Selain mengutamakan pembiayaan non-utang dari saldo anggaran lebih (SAL) sebesar Rp70,64 triliun serta dari pos-pos lain seperti dana abadi dan dana yang bersumber dari badan layanan umum (BLU), pinjaman akan lebih diutamakan oleh pemerintah ketimbang surat berharga negara (SBN).
Direktur Strategi dan Portofolio Pembiayaan Direktorat Jenderal Pengelolaan Pembiayaan dan Risiko (DJPPR) Kementerian Keuangan (Kemenkeu) Riko Amir mengatakan meski pinjaman akan lebih fleksibel, tetapi realiasi pinjaman tersebut tidak bisa dilakukan setinggi-tingginya.
Baca Juga
Memang, pinjaman tunai akan di-upsize atau ditingkatkan. Namun, setiap lembaga selalu menetapkan batas atas atau ceilling untuk urusan pinjaman. "Pinjaman multilateral ini ada ceiling yang harus diikuti yakni tahunan dan jangka menengah," kata Riko, Jumat (8/5/2020).

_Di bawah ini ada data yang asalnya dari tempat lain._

/// Compiles a JSON behavior config.
///
/// # Errors
/// [`AiCompileError`] on malformed JSON, empty state lists, unknown kinds,
/// or dangling state references.
pub fn compile(json: &str) -> Result<CompiledBehavior, AiCompileError> {
    let raw: RawBehavior =
        serde_json::from_str(json).map_err(|e| AiCompileError::Json(e.to_string()))?;
    if raw.states.is_empty() {
        return Err(AiCompileError::NoStates(raw.id));
    }
    let index_of: BTreeMap<&str, usize> = raw
        .states
        .iter()
        .enumerate()
        .map(|(i, s)| (s.name.as_str(), i))
        .collect();

    let mut pools = ParamPools::default();
    let mut states = Vec::with_capacity(raw.states.len());
    for state in &raw.states {
        let mut actions = Vec::with_capacity(state.actions.len());
        for action in &state.actions {
            let compiled = match action.kind.as_str() {
                "moveToward" | "moveAway" | "face" => {
                    pools.moves.push(MoveParams {
                        target: parse_target(action.target.as_deref()),
                    });
                    let kind = match action.kind.as_str() {
                        "moveToward" => ActionKind::MoveToward,
                        "moveAway" => ActionKind::MoveAway,
                        _ => ActionKind::Face,
                    };
                    ActionRef {
                        kind,
                        param_idx: pools.moves.len() - 1,
                    }
                }
                "useAbility" => {
                    pools.abilities.push(UseAbilityParams {
                        slot: action.slot.unwrap_or(0).min(crate::actor::ABILITY_SLOTS - 1),
                        ability: action.ability.clone().unwrap_or_else(|| "attack".to_owned()),
                        cooldown_ticks: action.cooldown_ticks.unwrap_or(15),
                    });
                    ActionRef {
                        kind: ActionKind::UseAbility,
                        param_idx: pools.abilities.len() - 1,
                    }
                }
                "setTimer" => {
                    pools.timers.push(SetTimerParams {
                        ticks: action.ticks.unwrap_or(15),
                    });
                    ActionRef {
                        kind: ActionKind::SetTimer,
                        param_idx: pools.timers.len() - 1,
                    }
                }
                "setWaypoint" => {
                    pools.waypoints.push(SetWaypointParams {
                        advance: action.advance.unwrap_or(1),
                    });
                    ActionRef {
                        kind: ActionKind::SetWaypoint,
                        param_idx: pools.waypoints.len() - 1,
                    }
                }
                "randomDestination" => {
                    pools.destinations.push(RandomDestinationParams {
                        radius: action.radius.unwrap_or(200.0),
                    });
                    ActionRef {
                        kind: ActionKind::RandomDestination,
                        param_idx: pools.destinations.len() - 1,
                    }
                }
                other => {
                    return Err(AiCompileError::UnknownAction {
                        behavior: raw.id.clone(),
                        kind: other.to_owned(),
                    })
                }
            };
            actions.push(compiled);
        }

        let mut transitions = Vec::with_capacity(state.transitions.len());
        for transition in &state.transitions {
            let Some(&to_state) = index_of.get(transition.to.as_str()) else {
                return Err(AiCompileError::UnknownState {
                    behavior: raw.id.clone(),
                    state: transition.to.clone(),
                });
            };
            let compiled = match transition.condition.as_str() {
                "reachedWaypoint" => {
                    pools.arrivals.push(ReachedWaypointParams {
                        target: parse_target(transition.target.as_deref()),
                        arrive_radius: transition.arrive_radius.unwrap_or(12.0),
                    });
                    TransitionRef {
                        kind: ConditionKind::ReachedWaypoint,
                        param_idx: pools.arrivals.len() - 1,
                        to_state,
                    }
                }
                "playerWithin" | "nonRatWithin" => {
                    pools.proximities.push(ProximityParams {
                        radius: transition.radius.unwrap_or(140.0),
                    });
                    let kind = if transition.condition == "playerWithin" {
                        ConditionKind::PlayerWithin
                    } else {
                        ConditionKind::NonRatWithin
                    };
                    TransitionRef {
                        kind,
                        param_idx: pools.proximities.len() - 1,
                        to_state,
                    }
                }
                "lostSight" => {
                    pools.sights.push(LostSightParams {
                        radius: transition.radius.unwrap_or(220.0),
                        grace_ticks: transition.grace_ticks.unwrap_or(0),
                    });
                    TransitionRef {
                        kind: ConditionKind::LostSight,
                        param_idx: pools.sights.len() - 1,
                        to_state,
                    }
                }
                "cooldownReady" => {
                    let slot = match transition.slot.as_deref() {
                        Some("wait") | None => CooldownSlot::Wait,
                        Some(s) => CooldownSlot::Ability(
                            s.parse::<usize>()
                                .unwrap_or(0)
                                .min(crate::actor::ABILITY_SLOTS - 1),
                        ),
                    };
                    pools.cooldowns.push(CooldownReadyParams { slot });
                    TransitionRef {
                        kind: ConditionKind::CooldownReady,
                        param_idx: pools.cooldowns.len() - 1,
                        to_state,
                    }
                }
                "stuck" => {
                    pools.stucks.push(StuckParams {
                        threshold: transition.threshold.unwrap_or(45),
                    });
                    TransitionRef {
                        kind: ConditionKind::Stuck,
                        param_idx: pools.stucks.len() - 1,
                        to_state,
                    }
                }
                other => {
                    return Err(AiCompileError::UnknownCondition {
                        behavior: raw.id.clone(),
                        kind: other.to_owned(),
                    })
                }
            };
            transitions.push(compiled);
        }

        states.push(CompiledState {
            name: state.name.clone(),
            enter_timer: state.enter_timer,
            cadence: state.cadence.max(1),
            actions,
            transitions,
        });
    }

    Ok(CompiledBehavior {
        id: raw.id,
        npc_type: raw.npc_type,
        states,
        pools,
    })
}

Yang terkini, pinjaman yang berasal dari Asian Development Bank (ADB) senilai US$1,5 miliar bakal segera cair pada Mei atau Juni 2020 mendatang. Di luar itu, pemerintah masih terus melanjutkan proses negosiasi pinjaman dari World Bank, AfD, KfW, JICA, EDCF, AIIB, dan IsDB.